LAWS(BOM)-1939-3-1

AHMED IBRAHIM SINGAPORI Vs. COLLECTOR OF SURAT

Decided On March 03, 1939
AHMED IBRAHIM SINGAPORI Appellant
V/S
COLLECTOR OF SURAT Respondents

JUDGEMENT

(1.) THESE are a series of civil revision applications, which all raise the same point and are directed to a single judgment given by the learned District Judge of Surat.

(2.) THE facts are not quite the same in all the applications, but in the first application, which is No.167 of 1938, the facts are that there is a wakf, the mutwallis of which reside within the limits of the jurisdiction of the Surat District Court, but the whole of the property of the wakf, which consists of immoveable property and shares, is situate in Burma. THE shares are shares in companies registered in Rangoon, and the general rule is that the local situation of a share is the place where the share can be transferred on the register of the company. As far as the evidence goes, there is nothing to sug-gest that these Rangoon companies have any office within the Surat District at which their shares can be transferred.
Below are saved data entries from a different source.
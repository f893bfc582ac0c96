//! Segment export
//!
//! - NumPy `.npy` encoding (float32 / float16)
//! - Container assembly (stacked or one array per segment)
//! - Self-describing segment index rows and the shared CSV index

mod assembler;
mod index;
mod npy;

pub use assembler::{CastArray, ExportAssembler, ExportBundle, ExportContainer, ExportTarget};
pub use index::{SegmentIndex, SegmentIndexRecord, INDEX_COLUMNS};
pub use npy::{load_npy, load_npy_f32, read_npy, write_npy, write_npy_to, NpyArray, NpyElement};
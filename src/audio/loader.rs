//! WAV file loading

use anyhow::{Context, Result};
use std::path::Path;

use super::Waveform;

/// Decodes audio files into interleaved f32 waveforms
pub struct AudioLoader;

impl AudioLoader {
    /// Load a file at its native sample rate and channel count
    pub fn load<P: AsRef<Path>>(path: P) -> Result<Waveform> {
        let path = path.as_ref();

        if Self::is_wav(path) {
            return Self::load_wav(path);
        }

        Err(anyhow::anyhow!("Unsupported audio format: {:?}", path))
    }

    /// True for `.wav` files, case-insensitive
    pub fn is_wav(path: &Path) -> bool {
        path.extension()
            .and_then(|e| e.to_str())
            .map_or(false, |e| e.eq_ignore_ascii_case("wav"))
    }

    fn load_wav(path: &Path) -> Result<Waveform> {
        let reader = hound::WavReader::open(path)
            .with_context(|| format!("Failed to open WAV file: {:?}", path))?;

        let spec = reader.spec();

        let samples: Vec<f32> = match spec.sample_format {
            hound::SampleFormat::Float => reader
                .into_samples::<f32>()
                .collect::<std::result::Result<_, _>>()
                .with_context(|| format!("Failed to decode samples: {:?}", path))?,
            hound::SampleFormat::Int => {
                let max_value = (1i64 << (spec.bits_per_sample - 1)) as f32;
                reader
                    .into_samples::<i32>()
                    .map(|s| s.map(|s| s as f32 / max_value))
                    .collect::<std::result::Result<_, _>>()
                    .with_context(|| format!("Failed to decode samples: {:?}", path))?
            }
        };

        Ok(Waveform::new(samples, spec.sample_rate, spec.channels))
    }
}
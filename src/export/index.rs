//! Segment index
//!
//! One self-describing row per exported segment. Rows are only ever
//! appended; a file's rows stay contiguous and ordered by `segment_idx`.

use anyhow::{Context, Result};
use serde::{Serialize, Serializer};
use std::io::Write;
use std::path::Path;

/// CSV column order
pub const INDEX_COLUMNS: [&str; 15] = [
    "source_wav",
    "npy_path_or_stack",
    "segment_idx",
    "start_frame",
    "end_frame",
    "start_time_s",
    "end_time_s",
    "sr",
    "n_fft",
    "hop",
    "n_mels",
    "fmin",
    "fmax",
    "win_seconds",
    "step_seconds",
];

/// Index row for one exported segment
#[derive(Debug, Clone, PartialEq, Serialize)]
pub struct SegmentIndexRecord {
    /// Source audio file
    pub source_wav: String,
    /// Container holding the segment (stack file or per-segment file)
    pub npy_path_or_stack: String,
    /// Position in the file's segment sequence
    pub segment_idx: usize,
    /// First spectrogram frame
    pub start_frame: usize,
    /// One past the last real spectrogram frame
    pub end_frame: usize,
    /// `start_frame * hop / sr`
    #[serde(serialize_with = "six_decimals")]
    pub start_time_s: f64,
    /// `end_frame * hop / sr`
    #[serde(serialize_with = "six_decimals")]
    pub end_time_s: f64,
    /// Analysis sample rate
    pub sr: u32,
    /// FFT size
    pub n_fft: usize,
    /// Hop length
    pub hop: usize,
    /// Mel bands
    pub n_mels: usize,
    /// Filterbank lower edge (Hz)
    pub fmin: f32,
    /// Filterbank upper edge (Hz)
    pub fmax: f32,
    /// Window duration (s)
    pub win_seconds: f64,
    /// Step duration (s)
    pub step_seconds: f64,
}

impl SegmentIndexRecord {
    /// Seconds at frame `frame` for the given hop and sample rate
    pub fn frame_time(frame: usize, hop: usize, sr: u32) -> f64 {
        (frame * hop) as f64 / sr as f64
    }
}

fn six_decimals<S: Serializer>(value: &f64, serializer: S) -> std::result::Result<S::Ok, S::Error> {
    serializer.serialize_str(&format!("{:.6}", value))
}

/// Append-only sequence of index rows shared across a batch
#[derive(Debug, Clone, Default)]
pub struct SegmentIndex {
    records: Vec<SegmentIndexRecord>,
}

impl SegmentIndex {
    /// Empty index
    pub fn new() -> Self {
        Self::default()
    }

    /// Append all rows of one file, keeping them contiguous
    pub fn append_file(&mut self, records: Vec<SegmentIndexRecord>) {
        self.records.extend(records);
    }

    /// All rows, in append order
    pub fn records(&self) -> &[SegmentIndexRecord] {
        &self.records
    }

    /// Number of rows
    pub fn len(&self) -> usize {
        self.records.len()
    }

    /// True when no rows have been appended
    pub fn is_empty(&self) -> bool {
        self.records.is_empty()
    }

    /// Write header and rows as CSV
    pub fn write_csv_to<W: Write>(&self, writer: W) -> Result<()> {
        let mut csv = csv::WriterBuilder::new().has_headers(false).from_writer(writer);
        csv.write_record(INDEX_COLUMNS)?;
        for record in &self.records {
            csv.serialize(record)?;
        }
        csv.flush()?;
        Ok(())
    }

    /// Write the index to a CSV file, creating parent directories
    pub fn write_csv<P: AsRef<Path>>(&self, path: P) -> Result<()> {
        let path = path.as_ref();
        if let Some(parent) = path.parent() {
            std::fs::create_dir_all(parent)
                .with_context(|| format!("Failed to create directory: {:?}", parent))?;
        }
        let file = std::fs::File::create(path)
            .with_context(|| format!("Failed to create index file: {:?}", path))?;
        self.write_csv_to(file)
            .with_context(|| format!("Failed to write index file: {:?}", path))
    }
}
//! wav2mel CLI - WAV to mel-log segments for ML datasets

use anyhow::{Context, Result};
use clap::{Args, Parser, Subcommand};
use indicatif::{ProgressBar, ProgressStyle};
use std::path::{Path, PathBuf};
use tracing::{info, Level};
use tracing_subscriber::FmtSubscriber;

use wav2mel::config::{
    Centering, DbReference, Dtype, MonoStrategy, SaveMode, TailPolicy, DEFAULT_PAD_VALUE,
};
use wav2mel::export::load_npy;
use wav2mel::pipeline::collect_wavs;
use wav2mel::{Pipeline, PipelineConfig, VERSION};

/// wav2mel - mel-log spectrogram windows from WAV files
#[derive(Parser, Debug)]
#[command(name = "wav2mel")]
#[command(author, version, about, long_about = None)]
struct Cli {
    /// Enable verbose logging
    #[arg(short, long, global = true)]
    verbose: bool,

    #[command(subcommand)]
    command: Commands,
}

#[derive(Subcommand, Debug)]
enum Commands {
    /// Extract mel-log segments from a WAV file or a folder of WAV files
    Extract {
        /// WAV file or folder with WAV files
        input: PathBuf,

        /// Output directory
        #[arg(short, long, default_value = "./out")]
        out: PathBuf,

        #[command(flatten)]
        params: ConfigArgs,
    },

    /// Show the resolved configuration and derived frame counts
    Info {
        #[command(flatten)]
        params: ConfigArgs,
    },

    /// Show shape and value range of an exported .npy file
    Inspect {
        /// Path to the .npy file
        path: PathBuf,
    },
}

/// Parameters layered over the defaults or a YAML config file
#[derive(Args, Debug)]
struct ConfigArgs {
    /// YAML config file; flags below override its values
    #[arg(short, long)]
    config: Option<PathBuf>,

    /// Target sample rate
    #[arg(long)]
    sr: Option<u32>,

    /// FFT size
    #[arg(long)]
    n_fft: Option<usize>,

    /// Hop length
    #[arg(long)]
    hop: Option<usize>,

    /// Number of mel bands
    #[arg(long)]
    n_mels: Option<usize>,

    /// Lowest filterbank frequency (Hz)
    #[arg(long)]
    fmin: Option<f32>,

    /// Highest filterbank frequency (Hz), at most sr / 2
    #[arg(long)]
    fmax: Option<f32>,

    /// Disable STFT centering (enabled by default)
    #[arg(long)]
    no_center: bool,

    /// Dynamic range kept below the per-file peak (dB)
    #[arg(long)]
    top_db: Option<f32>,

    /// dB reference level
    #[arg(long, value_enum)]
    db_ref: Option<DbReference>,

    /// Channel reduction rule
    #[arg(long, value_enum)]
    mono_strategy: Option<MonoStrategy>,

    /// Window length (s)
    #[arg(long)]
    win_seconds: Option<f64>,

    /// Step between windows (s)
    #[arg(long)]
    step_seconds: Option<f64>,

    /// Pad the last window if incomplete
    #[arg(long)]
    pad_last: bool,

    /// dB value for padding the last window
    #[arg(long, allow_hyphen_values = true)]
    pad_value: Option<f32>,

    /// Export layout
    #[arg(long, value_enum)]
    save_mode: Option<SaveMode>,

    /// Export precision
    #[arg(long, value_enum)]
    dtype: Option<Dtype>,

    /// Also save the full mel-log spectrogram
    #[arg(long)]
    save_full_mel: bool,

    /// Index CSV file name (inside the output directory)
    #[arg(long)]
    index_csv: Option<String>,
}

impl ConfigArgs {
    fn resolve(&self) -> Result<PipelineConfig> {
        let mut config = match &self.config {
            Some(path) => PipelineConfig::load(path)?,
            None => PipelineConfig::default(),
        };

        let mel = &mut config.mel;
        if let Some(sr) = self.sr {
            mel.sample_rate = sr;
        }
        if let Some(n_fft) = self.n_fft {
            mel.n_fft = n_fft;
        }
        if let Some(hop) = self.hop {
            mel.hop_length = hop;
        }
        if let Some(n_mels) = self.n_mels {
            mel.n_mels = n_mels;
        }
        if let Some(fmin) = self.fmin {
            mel.fmin = fmin;
        }
        if let Some(fmax) = self.fmax {
            mel.fmax = fmax;
        }
        if self.no_center {
            mel.centering = Centering::Uncentered;
        }
        if let Some(top_db) = self.top_db {
            mel.top_db = top_db;
        }
        if let Some(reference) = self.db_ref {
            mel.reference = reference;
        }

        if let Some(mono) = self.mono_strategy {
            config.mono = mono;
        }

        let segment = &mut config.segment;
        if let Some(win) = self.win_seconds {
            segment.win_seconds = win;
        }
        if let Some(step) = self.step_seconds {
            segment.step_seconds = step;
        }
        let current_pad = segment.tail.pad_value();
        if self.pad_last || current_pad.is_some() {
            let value = self.pad_value.or(current_pad).unwrap_or(DEFAULT_PAD_VALUE);
            segment.tail = TailPolicy::Pad { value };
        }

        let export = &mut config.export;
        if let Some(mode) = self.save_mode {
            export.save_mode = mode;
        }
        if let Some(dtype) = self.dtype {
            export.dtype = dtype;
        }
        if self.save_full_mel {
            export.save_full_mel = true;
        }
        if let Some(index_csv) = &self.index_csv {
            export.index_csv = index_csv.clone();
        }

        Ok(config)
    }
}

fn setup_logging(verbose: bool) {
    let level = if verbose { Level::DEBUG } else { Level::INFO };
    let subscriber = FmtSubscriber::builder()
        .with_max_level(level)
        .with_target(false)
        .with_thread_ids(false)
        .compact()
        .finish();
    tracing::subscriber::set_global_default(subscriber).expect("Failed to set tracing subscriber");
}

fn create_progress_bar(len: usize) -> Result<ProgressBar> {
    let pb = ProgressBar::new(len as u64);
    pb.set_style(
        ProgressStyle::default_bar()
            .template("{spinner:.green} [{bar:40.cyan/blue}] {pos}/{len} {msg}")?
            .progress_chars("=> "),
    );
    Ok(pb)
}

fn extract(input: &Path, out: &Path, params: &ConfigArgs) -> Result<()> {
    let config = params.resolve()?;
    let pipeline = Pipeline::new(config).context("Invalid configuration")?;

    let wavs = collect_wavs(input)?;
    if wavs.is_empty() {
        anyhow::bail!("No WAV files found at: {:?}", input);
    }
    info!("Found {} WAV files in {:?}", wavs.len(), input);

    let pb = create_progress_bar(wavs.len())?;
    let report = pipeline.run_batch(&wavs, out, |path| {
        pb.set_message(path.display().to_string());
        pb.inc(1);
    })?;
    pb.finish_with_message("done");

    for skipped in &report.skipped {
        eprintln!("Skipped {:?}: {}", skipped.path, skipped.reason);
    }
    println!(
        "Done. {} segments from {} files, index at {:?}",
        report.index.len(),
        report.processed.len(),
        report.index_path
    );
    Ok(())
}

fn show_info(params: &ConfigArgs) -> Result<()> {
    let config = params.resolve()?;
    print!("{}", config.to_yaml()?);

    let pipeline = Pipeline::new(config).context("Invalid configuration")?;
    let segmenter = pipeline.segmenter();
    println!("# win_frames: {}", segmenter.win_frames());
    println!("# step_frames: {}", segmenter.step_frames());
    Ok(())
}

fn inspect(path: &Path) -> Result<()> {
    let array = load_npy(path)?;
    let values = array.as_f32()?;
    let (min, max) = values
        .iter()
        .fold((f32::INFINITY, f32::NEG_INFINITY), |(lo, hi), &v| (lo.min(v), hi.max(v)));

    println!("shape: {:?}", array.shape);
    println!("dtype: {}", array.dtype);
    if !values.is_empty() {
        println!("range: [{}, {}]", min, max);
    }
    Ok(())
}

fn main() -> Result<()> {
    let cli = Cli::parse();
    setup_logging(cli.verbose);

    info!("wav2mel v{}", VERSION);

    match cli.command {
        Commands::Extract { input, out, params } => extract(&input, &out, &params),
        Commands::Info { params } => show_info(&params),
        Commands::Inspect { path } => inspect(&path),
    }
}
So that, we deal with the application on the footing that the whole of the corpus of the wakf property is situate in Burma, which is now outside British India, though, in our opinion, the real question is whether the property is situate within the local limits of the jurisdiction of the Surat District Court, and it does not matter whether property not so situate is situate within or without British India. THE question which arises is, as to whether the mutwallis of this wakf can be called upon to contribute to the Wakf Administration Fund under Section 61 of the Mussalman Wakf (Bombay Amendment) Act, 1935.

(3.) THE view of the learned District Judge was that, inasmuch as the bulk of the income is spent in Surat or its neighbourhood and the trustees reside there, he had jurisdiction to direct a contribution to the Fund in respect of all wakfs which have been registered in the district of Surat. But, in our opinion, there is nothing in the Act which extends the jurisdiction of the Court to cases in which the trustees reside within the district, or in which they apply income within the district. If seems to us that the only relevant fact to consider is the place where the wakf property is situate, and Section 3 of the main Act and also Section 6D of the Amendment Act, in our view, make it clear that the property of the wakf referred to in the sections is the corpus, and not the income. No doubt in a case where the trustees of a wakf live in a place1 where the beneficiaries of the wakf also live, though the property of the wakf is situate elsewhere, and the trustees merely employ an agent to collect the income of the wakf property and transmit it to them, there would be some force in the contention that the trustees could be called upon to account at the place where they collect and distribute the income ; but we are unable to give that meaning to the Act. It seems to us that the jurisdiction of the Court is confined entirely to cases in which the wakf property is situate within the limits of its jurisdiction.